It may be another 5 or 10 years before you can buy a self-driving car, but there are already prototypes out there to whet your appetite. And you might think that the venerable Detroit Auto Show would be the main venue for showcasing self-driving cars. Not so. Try the Consumer Electronics Show (CES) in Las Vegas. After this year’s show, Forbes published an article about The Five Most Disruptive Innovations at CES 2015. Guess what was #1?
As you can imagine, self-driving or autonomous vehicles rely heavily on electronics and computing technologies (hence their popularity at CES). A self-driving car is loaded with sensors so it can see the road and environment around it. Extremely powerful computers then process this data and use it to analyze the road and pilot the car—from navigating, steering, and acceleration, to braking and parking.
In other words, the car captures information about the real world around it, computes that data, and from the results creates the driverless transportation experience. Classic example of Reality Computing.
At CES 2015, NVIDIA—a company that a lot of people associate with gaming technology but is also a leading developer of autonomous automotive platforms—demonstrated its new Drive PX and DriveCX computers that enable self-driving cars.

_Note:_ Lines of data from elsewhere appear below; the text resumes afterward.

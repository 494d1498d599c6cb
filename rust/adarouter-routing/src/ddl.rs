//! Ancillary DDL surfaces: out of scope for routing logic itself, but
//! the router is consulted by the DDL path for store placement
//! decisions (spec.md §4.7).

use crate::catalog::Catalog;
use crate::types::AdapterId;

/// Candidate stores for placing a new table: every known data store.
pub fn stores_for_create_table<C: Catalog + ?Sized>(known_adapters: &[AdapterId]) -> Vec<AdapterId> {
    known_adapters.to_vec()
}

/// Candidate stores for adding a column to an existing table: every
/// adapter already hosting the table.
pub fn stores_for_add_column<C: Catalog + ?Sized>(
    catalog: &C,
    table: &str,
) -> Vec<AdapterId> {
    catalog
        .placements_by_adapter(table)
        .into_keys()
        .collect()
}

/// Truncate is delegated to the adapter; the core has no default
/// behavior and surfaces only the contract an adapter must implement.
pub trait TruncateAdapter {
    /// Truncate the table on this adapter. Adapters that cannot
    /// truncate (e.g. an append-only blockchain source) return an
    /// error rather than silently no-opping.
    fn truncate(&self, table: &str) -> Result<(), TruncateError>;
}

#[derive(Debug, thiserror::Error)]
pub enum TruncateError {
    #[error("adapter does not support truncate")]
    Unsupported,
    #[error("truncate failed: {0}")]
    Failed(String),
}

#[cfg(test)]
mod tests {
    use super::*;
    use crate::catalog::InMemoryCatalog;

    #[test]
    fn create_table_returns_all_known_adapters() {
        let known = vec![1, 2, 3];
        assert_eq!(stores_for_create_table::<InMemoryCatalog>(&known), known);
    }

    #[test]
    fn add_column_returns_hosting_adapters_only() {
        let mut catalog = InMemoryCatalog::new();
        catalog.add_table("t", vec![1]);
        catalog.add_placement("t", 10, vec![1]);
        catalog.add_placement("t", 20, vec![1]);

        let mut stores = stores_for_add_column(&catalog, "t");
        stores.sort();
        assert_eq!(stores, vec![10, 20]);
    }
}
//! Runtime-mutable configuration for the adaptive routing engine.
//!
//! Configuration is loaded from an optional TOML file, then overridden
//! by `ADAROUTER_*` environment variables, then validated. See
//! [`load_config`].

pub mod config;
pub mod env;
pub mod schema;

pub use config::{load_config, load_from_file, validate_config};
pub use env::apply_env_overrides;
pub use schema::{ConfigError, QueryClassProvider, RoutingConfig};
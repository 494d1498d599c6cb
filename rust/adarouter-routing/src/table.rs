//! Routing Table: concurrent map from query class to a row of
//! placement-set weights, refreshed under an exclusive writer lock.
//!
//! Grounded on spec.md §9's "concurrent map with periodic exclusive
//! rewrite" design note; lock discipline mirrors
//! `knhk-autonomic::controller::AutonomicController`'s per-component
//! `Arc<RwLock<_>>` state. Readers never take the writer lock: a row
//! may be up to one refresh cycle stale, which spec.md §5 treats as
//! acceptable.

use crate::types::{AdapterId, PlacementSet, QueryClass, RoutingEvent, RoutingRow, Weight};
use indexmap::IndexMap;
use std::collections::{BTreeMap, BTreeSet};
use std::sync::Arc;
use tokio::sync::RwLock;
use tracing::{debug, instrument, warn};

/// Concurrent `QueryClass -> RoutingRow` map, plus the known-adapters
/// registry shared across all rows.
pub struct RoutingTable {
    rows: RwLock<IndexMap<QueryClass, RoutingRow>>,
    known_placements: RwLock<Vec<PlacementSet>>,
    /// Human-readable label per adapter id, mirroring the catalog's own
    /// `adapter_unique_name` (spec.md §3: "mapping `PS` to human
    /// label"). Consulted by the introspection view only; routing
    /// decisions never depend on it.
    adapter_labels: RwLock<BTreeMap<AdapterId, String>>,
}

impl Default for RoutingTable {
    fn default() -> Self {
        Self::new()
    }
}

impl RoutingTable {
    pub fn new() -> Self {
        Self {
            rows: RwLock::new(IndexMap::new()),
            known_placements: RwLock::new(Vec::new()),
            adapter_labels: RwLock::new(BTreeMap::new()),
        }
    }

    /// Whether a row exists for `query_class`. Need not observe the
    /// latest refresh.
    pub async fn contains(&self, query_class: &QueryClass) -> bool {
        self.rows.read().await.contains_key(query_class)
    }

    /// Read-only snapshot of the row for `query_class`, if one exists.
    pub async fn get(&self, query_class: &QueryClass) -> Option<RoutingRow> {
        self.rows.read().await.get(query_class).cloned()
    }

    /// Create a row populated with `NoPlacement` for all known
    /// placement sets and `Missing` for the candidate sets, adding any
    /// previously unseen candidates to the known-adapters registry.
    #[instrument(skip(self, candidates))]
    pub async fn initialize_row(&self, query_class: QueryClass, candidates: &[PlacementSet]) {
        let mut known = self.known_placements.write().await;
        for candidate in candidates {
            if !known.contains(candidate) {
                known.push(candidate.clone());
            }
        }
        let known_snapshot = known.clone();
        drop(known);

        let mut row: RoutingRow = IndexMap::new();
        for placement in &known_snapshot {
            let weight = if candidates.contains(placement) {
                Weight::Missing
            } else {
                Weight::NoPlacement
            };
            row.insert(placement.clone(), weight);
        }

        debug!(query_class = %query_class, candidates = candidates.len(), "initializing routing row");
        self.rows.write().await.insert(query_class, row);
    }

    /// Remove `adapters` from the known-adapters registry and from
    /// every row. Rows left with no non-sentinel placement are kept
    /// (they collapse to all-`NoPlacement` until the next refresh finds
    /// no candidates and removes them from future lookups); rows whose
    /// sole placement is dropped shrink, not destruct, per spec.md §3
    /// ("rows are never destroyed except when all their placements
    /// become dropped" — enforced here by removing empty rows).
    #[instrument(skip(self, adapters))]
    pub async fn drop_placements(&self, adapters: &[AdapterId]) {
        if adapters.is_empty() {
            return;
        }
        let adapter_set: BTreeSet<AdapterId> = adapters.iter().copied().collect();

        let mut known = self.known_placements.write().await;
        known.retain(|ps| ps.adapters().all(|a| !adapter_set.contains(&a)));
        drop(known);

        let mut labels = self.adapter_labels.write().await;
        labels.retain(|adapter, _| !adapter_set.contains(adapter));
        drop(labels);

        let mut rows = self.rows.write().await;
        let mut emptied = Vec::new();
        for (query_class, row) in rows.iter_mut() {
            row.retain(|ps, _| ps.adapters().all(|a| !adapter_set.contains(&a)));
            if row.is_empty() {
                emptied.push(query_class.clone());
            }
        }
        for query_class in emptied {
            rows.shift_remove(&query_class);
        }
    }

    /// Forward a routing event to the monitoring service. Intended to
    /// be called fire-and-forget by the intake; never mutates the
    /// table directly (spec.md §4.6 — all updates happen in refresh).
    pub fn on_execution_time(&self, _event: RoutingEvent) {
        // The table itself does not record events; `crate::intake`
        // forwards them to the `MonitoringService`. This method exists
        // to document the table's place in spec.md §4.3's operation
        // list without duplicating the intake's responsibility.
    }

    /// Replace the row for `query_class` wholesale. Called only by the
    /// refresher, which holds no table-wide lock beyond the duration of
    /// each row write — `dropPlacements`/`initializeRow` calls that land
    /// between two row writes of the same refresh cycle are allowed to
    /// interleave with *other* rows, but never with the same row.
    pub async fn replace_row(&self, query_class: QueryClass, row: RoutingRow) {
        self.rows.write().await.insert(query_class, row);
    }

    /// Snapshot of every query class currently in the table.
    pub async fn query_classes(&self) -> Vec<QueryClass> {
        self.rows.read().await.keys().cloned().collect()
    }

    /// Snapshot of every known placement set, in registry order.
    pub async fn known_placements(&self) -> Vec<PlacementSet> {
        self.known_placements.read().await.clone()
    }

    /// Record a human-readable label for an adapter, as surfaced by
    /// `Catalog::adapter_unique_name`. Overwrites any previous label.
    pub async fn register_adapter_label(&self, adapter: AdapterId, label: String) {
        self.adapter_labels.write().await.insert(adapter, label);
    }

    /// Label for an adapter, if the catalog has named one.
    pub async fn adapter_label(&self, adapter: AdapterId) -> Option<String> {
        self.adapter_labels.read().await.get(&adapter).cloned()
    }

    /// Validate that a freshly computed row's non-sentinel weights sum
    /// to 100, logging at error severity if not (spec.md §7). The row
    /// is still emitted regardless.
    pub fn check_row_sum(query_class: &QueryClass, row: &RoutingRow) {
        let has_missing = row.values().any(Weight::is_missing);
        let sum: u32 = row.values().map(Weight::as_share).sum();
        if !has_missing && sum != 0 && sum != 100 {
            warn!(query_class = %query_class, sum, "routing row weights sum to != 100 after refresh");
        }
    }
}

pub type SharedRoutingTable = Arc<RoutingTable>;
//! Table Refresher: periodic task that recomputes routing
//! distributions from mean execution times.
//!
//! Grounded on `knhk-autonomic::controller::AutonomicController::start`
//! (`tokio::time::interval` + `loop { ticker.tick().await; ... }`,
//! continue-on-error posture — a single class's refresh failure never
//! stops the loop).

use crate::monitoring::{mean_times_by_placement, MonitoringService};
use crate::table::{RoutingTable, SharedRoutingTable};
use crate::types::{PlacementSet, QueryClass, RoutingRow, Weight};
use indexmap::IndexMap;
use std::collections::BTreeMap;
use std::sync::atomic::{AtomicBool, Ordering};
use std::sync::Arc;
use std::time::Duration;
use tracing::{debug, error, instrument};

/// Regime-dependent parameters the row generator needs on each pass.
#[derive(Debug, Clone, Copy)]
pub struct RefresherConfig {
    pub similar_short: u32,
    pub similar_long: u32,
    pub short_long_threshold_nanos: u64,
}

/// Background task that periodically rewrites every row in the table
/// from the monitoring service's retained timing samples.
pub struct TableRefresher {
    table: SharedRoutingTable,
    monitoring: Arc<dyn MonitoringService>,
    config: RefresherConfig,
    interval: Duration,
    running: Arc<AtomicBool>,
}

impl TableRefresher {
    pub fn new(
        table: SharedRoutingTable,
        monitoring: Arc<dyn MonitoringService>,
        config: RefresherConfig,
        interval: Duration,
    ) -> Self {
        Self {
            table,
            monitoring,
            config,
            interval,
            running: Arc::new(AtomicBool::new(false)),
        }
    }

    /// Spawn the background refresh loop. Returns the join handle so
    /// the caller can await shutdown.
    pub fn spawn(self: Arc<Self>) -> tokio::task::JoinHandle<()> {
        self.running.store(true, Ordering::SeqCst);
        let refresher = self;
        tokio::spawn(async move {
            let mut ticker = tokio::time::interval(refresher.interval);
            loop {
                ticker.tick().await;
                if !refresher.running.load(Ordering::SeqCst) {
                    break;
                }
                refresher.refresh_once().await;
            }
        })
    }

    pub fn stop(&self) {
        self.running.store(false, Ordering::SeqCst);
    }

    /// Run a single refresh pass over every query class currently in
    /// the table. Never returns an error: a failure for one class is
    /// logged and the loop continues to the next, matching the
    /// teacher's "MAPE-K cycle failed ... continue running" posture.
    #[instrument(skip(self))]
    pub async fn refresh_once(&self) {
        for query_class in self.table.query_classes().await {
            let points = self.monitoring.data_points(&query_class).await;
            let means = mean_times_by_placement(&points);
            let known = self.table.known_placements().await;
            let old_row = self.table.get(&query_class).await.unwrap_or_default();

            let new_row = build_row(&known, &old_row, &means, self.config);
            RoutingTable::check_row_sum(&query_class, &new_row);
            self.table.replace_row(query_class, new_row).await;
        }
        debug!("refresh cycle complete");
    }
}

/// Build the replacement row for one query class: start with
/// `NoPlacement` for every known placement set, preserve `NoPlacement`
/// for sets that were `NoPlacement` in the old row, and for every
/// other old placement set either copy the generator's weight or fall
/// back to `Missing` (spec.md §4.4 step 3).
fn build_row(
    known: &[PlacementSet],
    old_row: &RoutingRow,
    means: &BTreeMap<PlacementSet, u64>,
    config: RefresherConfig,
) -> RoutingRow {
    let generated = generate_weights(means, config);

    let mut new_row: RoutingRow = IndexMap::new();
    for placement in known {
        let was_no_placement = matches!(old_row.get(placement), None | Some(Weight::NoPlacement));

        let weight = if was_no_placement {
            Weight::NoPlacement
        } else if let Some(percent) = generated.get(placement) {
            Weight::percent(*percent)
        } else {
            Weight::Missing
        };
        new_row.insert(placement.clone(), weight);
    }
    new_row
}

/// Row generator policy: turn a per-placement mean-time map into a
/// percent-weight map, applying the short/long regime switch from
/// spec.md §4.4.
fn generate_weights(
    means: &BTreeMap<PlacementSet, u64>,
    config: RefresherConfig,
) -> BTreeMap<PlacementSet, u8> {
    let Some((fastest_ps, fastest_time)) = fastest(means) else {
        return BTreeMap::new();
    };

    if fastest_time < config.short_long_threshold_nanos && config.similar_short > 0 {
        calc(means, fastest_ps, fastest_time, config.similar_short)
    } else if fastest_time >= config.short_long_threshold_nanos && config.similar_long > 0 {
        calc(means, fastest_ps, fastest_time, config.similar_long)
    } else {
        let mut out = BTreeMap::new();
        for ps in means.keys() {
            out.insert(ps.clone(), 0);
        }
        if fastest_time > 0 {
            out.insert(fastest_ps, 100);
        }
        out
    }
}

/// `fastest_time = min observed mean`, `fastest_PS` its argmin. Ties
/// broken arbitrarily by last-writer-wins, matching the source
/// (spec.md §9 Open Question: preserved as specified, not "fixed").
fn fastest(means: &BTreeMap<PlacementSet, u64>) -> Option<(PlacementSet, u64)> {
    let mut best: Option<(PlacementSet, u64)> = None;
    for (ps, time) in means {
        match &best {
            Some((_, best_time)) if *time > *best_time => {}
            _ => best = Some((ps.clone(), *time)),
        }
    }
    best
}

/// `calc(similar_pct, ...)`: produces the distribution for one regime.
///
/// Uses `Σ mean_time` (not `Σ 1/mean_time`) as the normalization base
/// — intentional per spec.md §4.4/§9, preserved rather than "corrected"
/// even though it means slower included placements get a larger
/// unnormalized share before the reorder step reassigns shares in
/// descending order to ascending-time placements.
fn calc(
    means: &BTreeMap<PlacementSet, u64>,
    fastest_ps: PlacementSet,
    fastest_time: u64,
    similar_pct: u32,
) -> BTreeMap<PlacementSet, u8> {
    let threshold = fastest_time as f64 * (1.0 + similar_pct as f64 / 100.0);

    let mut included: Vec<(PlacementSet, u64)> = means
        .iter()
        .filter(|(_, &time)| (time as f64) <= threshold)
        .map(|(ps, &time)| (ps.clone(), time))
        .collect();
    included.sort_by_key(|(_, time)| *time);

    let excluded: Vec<PlacementSet> = means
        .iter()
        .filter(|(_, &time)| (time as f64) > threshold)
        .map(|(ps, _)| ps.clone())
        .collect();

    let total_time: u64 = included.iter().map(|(_, time)| time).sum();
    let mut shares: Vec<u32> = included
        .iter()
        .map(|(_, time)| {
            if total_time == 0 {
                0
            } else {
                let unnormalized = (*time as f64) / (total_time as f64 / 100.0);
                (unnormalized.floor() as u32).min(100)
            }
        })
        .collect();
    shares.sort_unstable_by(|a, b| b.cmp(a));

    let mut out = BTreeMap::new();
    for ps in &excluded {
        out.insert(ps.clone(), 0u8);
    }

    let total: u32 = shares.iter().sum();
    for ((ps, _), share) in included.iter().zip(shares.iter()) {
        out.insert(ps.clone(), (*share).min(100) as u8);
    }

    if total < 100 {
        let deficit = 100 - total;
        if let Some(entry) = out.get_mut(&fastest_ps) {
            *entry = (*entry as u32 + deficit).min(100) as u8;
        }
    } else if total > 100 {
        error!(total, "row generator shares sum to more than 100");
    }

    out
}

The Drive PX processes data from a range of sensors such as laser, radar, or cameras that capture and monitor the environment around the car. It then uses that live data combined with very sophisticated feature recognition technology it calls ‘deep neural learning’ to dynamically recognize objects around the car including other vehicles, street signs, road works, pedestrians, and so on. The Drive CX is the digital cockpit computer—in charge of speech processing, high-resolution digital instrument display, navigation, and infotainment graphics.
New models of some cars on the market already use Reality Computing to deliver aspects of self-driving like automatic parking, lane departure warning, and adaptive cruise control. But personally, I’m looking forward to the day when I can just get in my car, tell it where I want to go, and then sit back and enjoy the ride!